> [What is being asked]
First find the line with "pub struct Cli" in the entries below, then set down exactly every line through the line with "pub enum ConfigCommands", that line included.

----- Material supplied

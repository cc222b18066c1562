//! CLI argument definitions

use clap::{Args, Parser, Subcommand};
use std::path::PathBuf;

/// gemm: social-posting backend with token auth, a follow graph and tagged posts
#[derive(Parser, Debug)]
#[command(name = "gemm")]
#[command(author, version, about, long_about = None)]
pub struct Cli {
    /// Path to configuration file
    #[arg(short, long, global = true)]
    pub config: Option<PathBuf>,

    /// Log level (trace, debug, info, warn, error)
    #[arg(long, global = true)]
    pub log_level: Option<String>,

    #[command(subcommand)]
    pub command: Commands,
}

#[derive(Subcommand, Debug)]
pub enum Commands {
    /// Check both datastores and start the HTTP API
    Serve(ServeArgs),

    /// Configuration management
    Config(ConfigArgs),

    /// Validate configuration and datastore connectivity
    Doctor(DoctorArgs),
}

#[derive(Args, Debug)]
pub struct ServeArgs {
    /// Port to listen on (overrides server.port)
    #[arg(long, env = "PORT")]
    pub port: Option<u16>,
}

#[derive(Args, Debug)]
pub struct ConfigArgs {
    #[command(subcommand)]
    pub command: ConfigCommands,
}

#[derive(Subcommand, Debug)]
pub enum ConfigCommands {
    /// Generate example configuration file
    Init {
        /// Path to write config file
        #[arg(long, default_value = "./config.toml")]
        path: PathBuf,

        /// Overwrite existing file
        #[arg(long)]
        force: bool,
    },
}

#[derive(Args, Debug)]
pub struct DoctorArgs {
    /// Output as JSON
    #[arg(long)]
    pub json: bool,
}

----------

> [Expected answer]
pub struct Cli {
    /// Path to configuration file
    #[arg(short, long, global = true)]
    pub config: Option<PathBuf>,

    /// Log level (trace, debug, info, warn, error)
    #[arg(long, global = true)]
    pub log_level: Option<String>,

    #[command(subcommand)]
    pub command: Commands,
}

#[derive(Subcommand, Debug)]
pub enum Commands {
    /// Check both datastores and start the HTTP API
    Serve(ServeArgs),

    /// Configuration management
    Config(ConfigArgs),

    /// Validate configuration and datastore connectivity
    Doctor(DoctorArgs),
}

#[derive(Args, Debug)]
pub struct ServeArgs {
    /// Port to listen on (overrides server.port)
    #[arg(long, env = "PORT")]
    pub port: Option<u16>,
}

#[derive(Args, Debug)]
pub struct ConfigArgs {
    #[command(subcommand)]
    pub command: ConfigCommands,
}

#[derive(Subcommand, Debug)]
pub enum ConfigCommands {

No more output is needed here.